● **Provided records**

┄┄┄┄┄┄┄┄┄┄

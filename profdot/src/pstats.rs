//! Convert Python profiler dumps to call records.
//!
//! `cProfile` and `profile` save their statistics through `pstats`, which
//! writes a single `marshal`-encoded dict:
//!
//! ```text
//! (filename, line, name) -> (primitive calls, calls, self time, cumulative time, callers)
//! callers: (filename, line, name) -> (calls, primitive calls, self time, cumulative time)
//! ```
//!
//! Older `profile` dumps store a bare call count per caller instead of the
//! tuple. Both marshal versions 2 (Python 2) and 4 (Python 3) are decoded.
//!
//! # Example
//!
//! ```no_run
//! use profdot::pstats::PstatsParser;
//! use std::fs::File;
//! use std::io::BufReader;
//!
//! let input = BufReader::new(File::open("app.pstats").unwrap());
//!
//! let mut parser = PstatsParser::new();
//! parser.parse(input).unwrap();
//! let records = parser.records().unwrap();
//! ```

use log::debug;
use profdot_graph::{CallRecord, FunctionId, FunctionRecord, Record, TotalRecord};
use std::io::Read;
use std::path::Path;
use thiserror::Error;

/// Errors that can occur during pstats parsing.
#[derive(Error, Debug)]
pub enum ConvertError {
    #[error("IO error: {0}")]
    Io(#[from] std::io::Error),

    #[error("marshal error at byte {offset}: {message}")]
    Marshal { offset: usize, message: String },

    #[error("unexpected pstats layout: {0}")]
    Format(String),

    #[error("no profiled functions found")]
    NoFunctions,
}

pub type Result<T> = std::result::Result<T, ConvertError>;

// ============================================================================
// Marshal decoding
// ============================================================================

const FLAG_REF: u8 = 0x80;
const MAX_DEPTH: usize = 64;

/// The subset of Python objects a stats dump can contain.
#[derive(Debug, Clone, PartialEq)]
enum Value {
    None,
    Bool(bool),
    Int(i64),
    Float(f64),
    /// Text and byte strings alike; Python 2 dumps store file names as bytes.
    Text(String),
    Tuple(Vec<Value>),
    /// Lists and sets.
    List(Vec<Value>),
    Dict(Vec<(Value, Value)>),
}

impl Value {
    fn as_int(&self) -> Option<i64> {
        match self {
            Value::Int(i) => Some(*i),
            Value::Bool(b) => Some(i64::from(*b)),
            _ => None,
        }
    }

    fn as_float(&self) -> Option<f64> {
        match self {
            Value::Float(f) => Some(*f),
            Value::Int(i) => Some(*i as f64),
            _ => None,
        }
    }

    fn as_text(&self) -> Option<&str> {
        match self {
            Value::Text(s) => Some(s),
            _ => None,
        }
    }

    fn as_tuple(&self) -> Option<&[Value]> {
        match self {
            Value::Tuple(items) | Value::List(items) => Some(items),
            _ => None,
        }
    }

    fn as_dict(&self) -> Option<&[(Value, Value)]> {
        match self {
            Value::Dict(entries) => Some(entries),
            _ => None,
        }
    }
}

struct Decoder<'a> {
    data: &'a [u8],
    pos: usize,
    /// Objects written with the ref flag, in the order they started.
    refs: Vec<Value>,
    /// Python 2 interned strings, addressed by `R`.
    interned: Vec<Value>,
    depth: usize,
}

impl<'a> Decoder<'a> {
    fn new(data: &'a [u8]) -> Self {
        Self {
            data,
            pos: 0,
            refs: Vec::new(),
            interned: Vec::new(),
            depth: 0,
        }
    }

    fn error<T>(&self, message: impl Into<String>) -> Result<T> {
        Err(ConvertError::Marshal {
            offset: self.pos,
            message: message.into(),
        })
    }

    fn remaining(&self) -> usize {
        self.data.len() - self.pos
    }

    fn take(&mut self, n: usize) -> Result<&'a [u8]> {
        let data: &'a [u8] = self.data;
        let Some(bytes) = data.get(self.pos..self.pos.saturating_add(n)) else {
            return self.error(format!("truncated input, wanted {} more bytes", n));
        };
        self.pos += n;
        Ok(bytes)
    }

    fn byte(&mut self) -> Result<u8> {
        Ok(self.take(1)?[0])
    }

    fn i32(&mut self) -> Result<i32> {
        let b = self.take(4)?;
        Ok(i32::from_le_bytes([b[0], b[1], b[2], b[3]]))
    }

    fn i64(&mut self) -> Result<i64> {
        let b = self.take(8)?;
        Ok(i64::from_le_bytes([b[0], b[1], b[2], b[3], b[4], b[5], b[6], b[7]]))
    }

    fn f64(&mut self) -> Result<f64> {
        let b = self.take(8)?;
        Ok(f64::from_le_bytes([b[0], b[1], b[2], b[3], b[4], b[5], b[6], b[7]]))
    }

    fn len(&mut self) -> Result<usize> {
        let n = self.i32()?;
        match usize::try_from(n) {
            Ok(n) => Ok(n),
            Err(_) => self.error(format!("negative length {}", n)),
        }
    }

    /// Arbitrary precision integer: signed digit count, then 15-bit digits,
    /// least significant first.
    fn long(&mut self) -> Result<i64> {
        let n = self.i32()?;
        let count = n.unsigned_abs() as usize;
        let mut digits = Vec::with_capacity(count.min(self.remaining() / 2));
        for _ in 0..count {
            let b = self.take(2)?;
            digits.push(i64::from(u16::from_le_bytes([b[0], b[1]])));
        }
        let magnitude = digits
            .iter()
            .rev()
            .try_fold(0i64, |acc, &d| acc.checked_mul(1 << 15)?.checked_add(d));
        match magnitude {
            Some(m) if n < 0 => Ok(-m),
            Some(m) => Ok(m),
            None => self.error("integer out of range"),
        }
    }

    fn text(&mut self, n: usize) -> Result<Value> {
        let bytes = self.take(n)?;
        Ok(Value::Text(String::from_utf8_lossy(bytes).into_owned()))
    }

    fn interned_text(&mut self, n: usize) -> Result<Value> {
        let value = self.text(n)?;
        self.interned.push(value.clone());
        Ok(value)
    }

    fn items(&mut self, n: usize) -> Result<Vec<Value>> {
        let mut items = Vec::with_capacity(n.min(self.remaining()));
        for _ in 0..n {
            items.push(self.object()?);
        }
        Ok(items)
    }

    fn object(&mut self) -> Result<Value> {
        match self.value()? {
            Some(value) => Ok(value),
            None => self.error("unexpected null object"),
        }
    }

    /// The next object, or `None` for the null marker that ends a dict.
    fn value(&mut self) -> Result<Option<Value>> {
        if self.depth >= MAX_DEPTH {
            return self.error("objects nested too deeply");
        }
        let code = self.byte()?;
        let kind = code & !FLAG_REF;
        if kind == b'0' {
            return Ok(None);
        }

        // The slot is taken before any contained object is read.
        let slot = (code & FLAG_REF != 0).then(|| {
            self.refs.push(Value::None);
            self.refs.len() - 1
        });

        self.depth += 1;
        let value = self.body(kind);
        self.depth -= 1;
        let value = value?;

        if let Some(slot) = slot {
            self.refs[slot] = value.clone();
        }
        Ok(Some(value))
    }

    fn body(&mut self, kind: u8) -> Result<Value> {
        let value = match kind {
            b'N' | b'S' | b'.' => Value::None,
            b'F' => Value::Bool(false),
            b'T' => Value::Bool(true),
            b'i' => Value::Int(self.i32()?.into()),
            b'I' => Value::Int(self.i64()?),
            b'l' => Value::Int(self.long()?),
            b'g' => Value::Float(self.f64()?),
            b'f' => {
                let n = usize::from(self.byte()?);
                let bytes = self.take(n)?;
                match std::str::from_utf8(bytes).ok().and_then(|s| s.parse().ok()) {
                    Some(f) => Value::Float(f),
                    None => return self.error("malformed float"),
                }
            }
            b's' | b'u' | b'a' => {
                let n = self.len()?;
                self.text(n)?
            }
            b't' | b'A' => {
                let n = self.len()?;
                self.interned_text(n)?
            }
            b'z' => {
                let n = usize::from(self.byte()?);
                self.text(n)?
            }
            b'Z' => {
                let n = usize::from(self.byte()?);
                self.interned_text(n)?
            }
            b'r' => {
                let i = self.len()?;
                match self.refs.get(i) {
                    Some(value) => value.clone(),
                    None => return self.error(format!("reference {} out of range", i)),
                }
            }
            b'R' => {
                let i = self.len()?;
                match self.interned.get(i) {
                    Some(value) => value.clone(),
                    None => return self.error(format!("string reference {} out of range", i)),
                }
            }
            b'(' => {
                let n = self.len()?;
                Value::Tuple(self.items(n)?)
            }
            b')' => {
                let n = usize::from(self.byte()?);
                Value::Tuple(self.items(n)?)
            }
            b'[' | b'<' | b'>' => {
                let n = self.len()?;
                Value::List(self.items(n)?)
            }
            b'{' => {
                let mut entries = Vec::new();
                while let Some(key) = self.value()? {
                    let value = self.object()?;
                    entries.push((key, value));
                }
                Value::Dict(entries)
            }
            other => {
                return self.error(format!("unsupported type code {:?}", char::from(other)));
            }
        };
        Ok(value)
    }
}

// ============================================================================
// Stats layout
// ============================================================================

#[derive(Debug, Clone)]
struct Caller {
    id: FunctionId,
    calls: u64,
    time: Option<f64>,
}

#[derive(Debug, Clone)]
struct ProfiledFunction {
    id: FunctionId,
    calls: u64,
    self_time: f64,
    total_time: f64,
    callers: Vec<Caller>,
}

fn layout_error<T>(message: String) -> Result<T> {
    Err(ConvertError::Format(message))
}

/// `(filename, line, name)`, keyed by the file's base name without
/// extension so ids stay readable.
fn function_id(key: &Value) -> Result<FunctionId> {
    let Some([file, line, name]) = key.as_tuple() else {
        return layout_error(format!("function key is not a 3-tuple: {:?}", key));
    };
    let (Some(file), Some(line), Some(name)) = (file.as_text(), line.as_int(), name.as_text())
    else {
        return layout_error(format!("malformed function key {:?}", key));
    };
    let module = Path::new(file)
        .file_stem()
        .map_or_else(String::new, |stem| stem.to_string_lossy().into_owned());
    let Ok(line) = u32::try_from(line) else {
        return layout_error(format!("line number {} out of range", line));
    };
    Ok(FunctionId::new(module, line, name))
}

fn count(value: &Value, what: &str) -> Result<u64> {
    match value.as_int().map(u64::try_from) {
        Some(Ok(n)) => Ok(n),
        _ => layout_error(format!("{} is not a call count: {:?}", what, value)),
    }
}

fn seconds(value: &Value, what: &str) -> Result<f64> {
    match value.as_float() {
        Some(t) => Ok(t),
        None => layout_error(format!("{} is not a time: {:?}", what, value)),
    }
}

fn parse_function(key: &Value, value: &Value) -> Result<ProfiledFunction> {
    let id = function_id(key)?;
    let Some([_, calls, self_time, total_time, callers]) = value.as_tuple() else {
        return layout_error(format!("stats for {} are not a 5-tuple", id));
    };
    let Some(callers) = callers.as_dict() else {
        return layout_error(format!("callers of {} are not a dict", id));
    };

    let callers = callers
        .iter()
        .map(|(key, value)| {
            let id = function_id(key)?;
            match value.as_tuple() {
                Some([_, primitive, _, total]) => Ok(Caller {
                    id,
                    calls: count(primitive, "caller primitive calls")?,
                    time: Some(seconds(total, "caller cumulative time")?),
                }),
                _ => Ok(Caller {
                    id,
                    calls: count(value, "caller calls")?,
                    time: None,
                }),
            }
        })
        .collect::<Result<Vec<_>>>()?;

    Ok(ProfiledFunction {
        calls: count(calls, "calls")?,
        self_time: seconds(self_time, "self time")?,
        total_time: seconds(total_time, "cumulative time")?,
        id,
        callers,
    })
}

// ============================================================================
// Parser
// ============================================================================

/// Reads `pstats` dumps and emits call records.
#[derive(Debug, Default)]
pub struct PstatsParser {
    functions: Vec<ProfiledFunction>,
}

impl PstatsParser {
    pub fn new() -> Self {
        Self::default()
    }

    /// Decode one dump. Functions from several dumps accumulate.
    pub fn parse<R: Read>(&mut self, mut reader: R) -> Result<()> {
        let mut data = Vec::new();
        reader.read_to_end(&mut data)?;

        let stats = Decoder::new(&data).object()?;
        let Some(entries) = stats.as_dict() else {
            return layout_error("top-level object is not a dict".to_string());
        };
        for (key, value) in entries {
            self.functions.push(parse_function(key, value)?);
        }

        debug!(
            "decoded {} bytes of pstats, {} functions",
            data.len(),
            entries.len()
        );
        Ok(())
    }

    /// Total, function and call records. The total is the larger of the
    /// summed self times and the largest cumulative time.
    pub fn records(&self) -> Result<Vec<Record>> {
        if self.functions.is_empty() {
            return Err(ConvertError::NoFunctions);
        }

        let self_sum: f64 = self.functions.iter().map(|f| f.self_time).sum();
        let longest = self
            .functions
            .iter()
            .map(|f| f.total_time)
            .fold(0.0, f64::max);
        let mut records = vec![Record::from(TotalRecord {
            time: self_sum.max(longest),
        })];

        for function in &self.functions {
            let mut record = FunctionRecord::new(function.id.clone())
                .with_self_time(function.self_time)
                .with_total_time(function.total_time);
            record.calls = Some(function.calls);
            records.push(record.into());

            for caller in &function.callers {
                let mut call =
                    CallRecord::new(caller.id.clone(), function.id.clone(), caller.calls);
                call.edge_time = caller.time;
                records.push(call.into());
            }
        }

        Ok(records)
    }
}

┄┄┄┄┄┄┄┄┄┄

● **Instructions to follow**
In the entries above, find the line holding "fn byte(&mut self)" and the line holding "fn items(&mut self, n: usize)"; print both of them and every line between, exactly, and nothing else.

● **Written answer**
    fn byte(&mut self) -> Result<u8> {
        Ok(self.take(1)?[0])
    }

    fn i32(&mut self) -> Result<i32> {
        let b = self.take(4)?;
        Ok(i32::from_le_bytes([b[0], b[1], b[2], b[3]]))
    }

    fn i64(&mut self) -> Result<i64> {
        let b = self.take(8)?;
        Ok(i64::from_le_bytes([b[0], b[1], b[2], b[3], b[4], b[5], b[6], b[7]]))
    }

    fn f64(&mut self) -> Result<f64> {
        let b = self.take(8)?;
        Ok(f64::from_le_bytes([b[0], b[1], b[2], b[3], b[4], b[5], b[6], b[7]]))
    }

    fn len(&mut self) -> Result<usize> {
        let n = self.i32()?;
        match usize::try_from(n) {
            Ok(n) => Ok(n),
            Err(_) => self.error(format!("negative length {}", n)),
        }
    }

    /// Arbitrary precision integer: signed digit count, then 15-bit digits,
    /// least significant first.
    fn long(&mut self) -> Result<i64> {
        let n = self.i32()?;
        let count = n.unsigned_abs() as usize;
        let mut digits = Vec::with_capacity(count.min(self.remaining() / 2));
        for _ in 0..count {
            let b = self.take(2)?;
            digits.push(i64::from(u16::from_le_bytes([b[0], b[1]])));
        }
        let magnitude = digits
            .iter()
            .rev()
            .try_fold(0i64, |acc, &d| acc.checked_mul(1 << 15)?.checked_add(d));
        match magnitude {
            Some(m) if n < 0 => Ok(-m),
            Some(m) => Ok(m),
            None => self.error("integer out of range"),
        }
    }

    fn text(&mut self, n: usize) -> Result<Value> {
        let bytes = self.take(n)?;
        Ok(Value::Text(String::from_utf8_lossy(bytes).into_owned()))
    }

    fn interned_text(&mut self, n: usize) -> Result<Value> {
        let value = self.text(n)?;
        self.interned.push(value.clone());
        Ok(value)
    }

    fn items(&mut self, n: usize) -> Result<Vec<Value>> {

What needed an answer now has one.